(Dataset entries)
>>>>

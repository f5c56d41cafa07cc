use axum::{routing::get, Router};
use tokio::signal;
use tower_http::{cors::CorsLayer, trace::TraceLayer};

use crate::state::AppState;
use crate::{auth, bookings, tutors};

pub fn build_app(state: AppState) -> Router {
    Router::new()
        .nest(
            "/api",
            Router::new()
                .merge(auth::router())
                .merge(tutors::router())
                .merge(bookings::router()),
        )
        .route("/health", get(|| async { "ok" }))
        .with_state(state)
        .layer(CorsLayer::permissive())
        .layer(
            TraceLayer::new_for_http()
                .make_span_with(|req: &axum::http::Request<_>| {
                    let method = req.method().clone();
                    let uri = req.uri().clone();
                    tracing::info_span!("http_request", %method, uri = %uri, status = tracing::field::Empty)
                })
                .on_response(
                    |res: &axum::http::Response<_>,
                     latency: std::time::Duration,
                     span: &tracing::Span| {
                        let status = res.status();
                        span.record("status", tracing::field::display(status));
                        let latency_ms = latency.as_millis() as u64;
                        if status.is_server_error() {
                            tracing::error!(%status, latency_ms, "response");
                        } else {
                            tracing::info!(%status, latency_ms, "response");
                        }
                    },
                ),
        )
}

pub async fn serve(app: Router, addr: &str) -> anyhow::Result<()> {
    let listener = tokio::net::TcpListener::bind(addr).await?;
    tracing::info!("listening on {}", listener.local_addr()?);
    axum::serve(listener, app)
        .with_graceful_shutdown(shutdown_signal())
        .await?;
    Ok(())
}

async fn shutdown_signal() {
    let ctrl_c = async {
        if let Err(e) = signal::ctrl_c().await {
            tracing::error!(error = %e, "failed to listen for Ctrl+C");
            std::future::pending::<()>().await;
        }
    };

    #[cfg(unix)]
    let terminate = async {
        match signal::unix::signal(signal::unix::SignalKind::terminate()) {
            Ok(mut sig) => {
                sig.recv().await;
            }
            Err(e) => {
                tracing::error!(error = %e, "failed to install SIGTERM handler");
                std::future::pending::<()>().await;
            }
        }
    };

    #[cfg(not(unix))]
    let terminate = std::future::pending::<()>();

    tokio::select! {
        _ = ctrl_c => {},
        _ = terminate => {},
    }

    tracing::info!("shutdown signal received");
}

<<<<

:: Task goal ::
If a line of the records includes the string "async", copy it out.

:: Output for this exercise ::
        .route("/health", get(|| async { "ok" }))
pub async fn serve(app: Router, addr: &str) -> anyhow::Result<()> {
async fn shutdown_signal() {
    let ctrl_c = async {
    let terminate = async {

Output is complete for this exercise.